On aimerait un visage, un être humain, un passeur d’état à un autre, pour nous accueillir.

Une fois entrée, une place entourée, encadrée de murs, presque fortifiée vous laisse libre de vous promener, les allées de gauche sous alcôves seraient idéales pour l’agrément de visite, au regard, notamment, d’une offre commerçante de boissons, de petite restauration. Ce qui attirerait une vie supplémentaire, diversifiée au lieu.

// Plein phare sur une œuvre d’une figure majeure de la sculpture contemporaine, l’artiste britannique Tony Cragg et Column, 2001. Une sculpture monumentale en grès.
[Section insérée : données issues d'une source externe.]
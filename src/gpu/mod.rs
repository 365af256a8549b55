//=========================================================================
// GPU Resources
//=========================================================================
//
// Idempotent bind/unbind wrappers around native graphics handles.
//
// Architecture:
// ```text
//   Window ──owns──► Gfx ──Rc──► Shared { clock, session }
//                     │                      │
//                     │ cloned into scenes   └─ Session { device,
//                     │                                  program slot,
//                     ▼                                  texture slot }
//   Shader ─┐                                    ▲
//   Texture ├─ hold a DeviceLink (Weak<Session>) ┘
//   Camera ─┤
//   Mesh   ─┘
// ```
//
// Bind protocol:
// - begin(): no-op if handle == 0 or the resource already occupies its
//   slot; otherwise one device bind call and the slot takes the handle
// - end():   unbind call (handle 0) and the slot is cleared; a zero-handle
//   resource never contacts the device
// - is_bound(): the slot currently holds this resource's handle
//
// A session lives from `attach` to `detach`. Once the window detaches it,
// every link created under it goes dead and the resource never contacts a
// device again, not even on drop.
//
//=========================================================================

//=== Module Declarations =================================================

mod camera;
pub mod device;
mod headless;
mod mesh;
mod shader;
mod shader_source;
mod texture;

//=== Public API ==========================================================

pub use camera::Camera;
pub use device::{
    GraphicsDevice, Handle, PixelFormat, ShaderStage, TextureDesc, UniformLocation, UniformValue,
    VertexArrayDesc, NULL_HANDLE,
};
pub use headless::{DeviceCall, HeadlessDevice};
pub use mesh::Mesh;
pub use shader::Shader;
pub use shader_source::ShaderSource;
pub use texture::{DecodedImage, Texture};

//=== External Dependencies ===============================================

use std::cell::{Cell, RefCell};
use std::fmt;
use std::rc::{Rc, Weak};

use log::debug;

//=== Internal Dependencies ===============================================

use crate::core::Clock;

//=== GpuResource =========================================================

/// Capability shared by every bindable GPU resource.
pub trait GpuResource {
    /// Native handle, [`NULL_HANDLE`] if the resource was never allocated.
    fn handle(&self) -> Handle;

    /// Makes this resource the active target. Idempotent.
    fn begin(&mut self);

    /// Unbinds the resource's slot.
    fn end(&mut self);

    /// `true` while this resource holds its bind slot: the most recent
    /// bind on the slot was this resource's, and no `end` followed it.
    fn is_bound(&self) -> bool;

    /// Whether the resource owns a live device handle.
    fn is_valid(&self) -> bool {
        self.handle() != NULL_HANDLE
    }
}

//=== Session =============================================================

/// One attachment of a device, with the bind slots tracked on it.
pub(crate) struct Session {
    device: Rc<dyn GraphicsDevice>,
    program: Cell<Handle>,
    texture: Cell<Handle>,
}

impl Session {
    fn new(device: Rc<dyn GraphicsDevice>) -> Self {
        Self {
            device,
            program: Cell::new(NULL_HANDLE),
            texture: Cell::new(NULL_HANDLE),
        }
    }

    pub(crate) fn device(&self) -> &dyn GraphicsDevice {
        self.device.as_ref()
    }

    //--- Program Slot -----------------------------------------------------

    pub(crate) fn current_program(&self) -> Handle {
        self.program.get()
    }

    pub(crate) fn use_program(&self, program: Handle) {
        self.device.use_program(program);
        self.program.set(program);
    }

    //--- Texture Slot -----------------------------------------------------

    pub(crate) fn current_texture(&self) -> Handle {
        self.texture.get()
    }

    pub(crate) fn bind_texture(&self, texture: Handle) {
        self.device.bind_texture(texture);
        self.texture.set(texture);
    }
}

//=== DeviceLink ==========================================================

/// A resource's tie to the session it was created in.
#[derive(Clone, Default)]
pub(crate) struct DeviceLink(Weak<Session>);

impl DeviceLink {
    /// The session, while it is still attached.
    pub(crate) fn session(&self) -> Option<Rc<Session>> {
        self.0.upgrade()
    }
}

//=== Gfx =================================================================

struct Shared {
    clock: Clock,
    session: RefCell<Option<Rc<Session>>>,
}

/// Shared access to the graphics device, if one is attached.
///
/// Cheap to clone. Every clone sees the same attachment: when the window
/// detaches its device, resources created through any clone stop talking
/// to it.
#[derive(Clone)]
pub struct Gfx {
    shared: Rc<Shared>,
}

impl Gfx {
    /// A handle with no device behind it.
    pub fn detached(clock: Clock) -> Self {
        Self {
            shared: Rc::new(Shared {
                clock,
                session: RefCell::new(None),
            }),
        }
    }

    /// A handle backed by `device`.
    pub fn attached(device: Rc<dyn GraphicsDevice>, clock: Clock) -> Self {
        let gfx = Self::detached(clock);
        gfx.attach(device);
        gfx
    }

    //--- Attachment -------------------------------------------------------

    /// Starts a new session on `device`, replacing any current one.
    pub(crate) fn attach(&self, device: Rc<dyn GraphicsDevice>) {
        if self.shared.session.replace(Some(Rc::new(Session::new(device)))).is_some() {
            debug!(target: "gpu", "Replaced attached device; earlier resources are now inert");
        }
    }

    /// Ends the current session. Returns `false` if none was attached.
    pub(crate) fn detach(&self) -> bool {
        self.shared.session.borrow_mut().take().is_some()
    }

    //--- Access -----------------------------------------------------------

    /// Whether a device context exists.
    pub fn is_ready(&self) -> bool {
        self.shared.session.borrow().is_some()
    }

    pub fn device(&self) -> Option<Rc<dyn GraphicsDevice>> {
        self.session().map(|session| session.device.clone())
    }

    pub(crate) fn session(&self) -> Option<Rc<Session>> {
        self.shared.session.borrow().clone()
    }

    pub(crate) fn link(&self) -> DeviceLink {
        self.shared
            .session
            .borrow()
            .as_ref()
            .map(|session| DeviceLink(Rc::downgrade(session)))
            .unwrap_or_default()
    }

    /// Engine time in seconds, as uploaded to `uTime`.
    pub fn seconds(&self) -> f32 {
        self.shared.clock.seconds()
    }

    pub fn clock(&self) -> Clock {
        self.shared.clock
    }
}

impl fmt::Debug for Gfx {
    fn fmt(&self, f: &mut fmt::Formatter<'_>) -> fmt::Result {
        f.debug_struct("Gfx")
            .field("ready", &self.is_ready())
            .finish()
    }
}

//=========================================================================
// Unit Tests
//=========================================================================

#[cfg(test)]
mod tests {
    use super::*;

    #[test]
    fn detached_is_not_ready() {
        let gfx = Gfx::detached(Clock::start());
        assert!(!gfx.is_ready());
        assert!(gfx.device().is_none());
        assert!(gfx.link().session().is_none());
    }

    #[test]
    fn attached_shares_device() {
        let device = Rc::new(HeadlessDevice::new());
        let gfx = Gfx::attached(device.clone(), Clock::start());
        let copy = gfx.clone();

        copy.device().unwrap().clear([0.0; 4]);
        assert!(gfx.is_ready());
        assert_eq!(device.calls().len(), 1);
    }

    #[test]
    fn detach_reaches_every_clone() {
        let device = Rc::new(HeadlessDevice::new());
        let gfx = Gfx::attached(device, Clock::start());
        let copy = gfx.clone();
        let link = copy.link();
        assert!(link.session().is_some());

        assert!(gfx.detach());
        assert!(!copy.is_ready());
        assert!(link.session().is_none());
        assert!(!gfx.detach());
    }

    #[test]
    fn reattach_does_not_revive_old_links() {
        let gfx = Gfx::attached(Rc::new(HeadlessDevice::new()), Clock::start());
        let old = gfx.link();

        gfx.detach();
        gfx.attach(Rc::new(HeadlessDevice::new()));

        assert!(old.session().is_none());
        assert!(gfx.link().session().is_some());
    }

    #[test]
    fn slots_track_last_bind() {
        let device = Rc::new(HeadlessDevice::new());
        let gfx = Gfx::attached(device.clone(), Clock::start());
        let session = gfx.session().unwrap();

        session.use_program(4);
        session.bind_texture(9);
        assert_eq!(session.current_program(), 4);
        assert_eq!(session.current_texture(), 9);
        assert_eq!(device.current_program(), 4);

        session.use_program(NULL_HANDLE);
        assert_eq!(session.current_program(), NULL_HANDLE);
    }
}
Cette colonne tourbillonnante fait écho à la colonnade torsadée de la façade du Château.

Vous vous dirigez là où se trouvent des petits groupes, pas trop d’indications là non plus, comment, dès lors, s’approprier ce bel espace ?

Nous occupons, pour la plupart, les emplacements à l’ombre par cette chaude journée d’été, les coursives s’humanisent donc rapidement.

-Une fois entrée, l’accueil est agréable, l’aide à la visite se fait munie d’un plan. L’implantation d’une petite bibliothèque (très bonne idée) et de produits dérivés à la vente distillent une envie de flâner, de feuilleter, de se poser pour la consultation.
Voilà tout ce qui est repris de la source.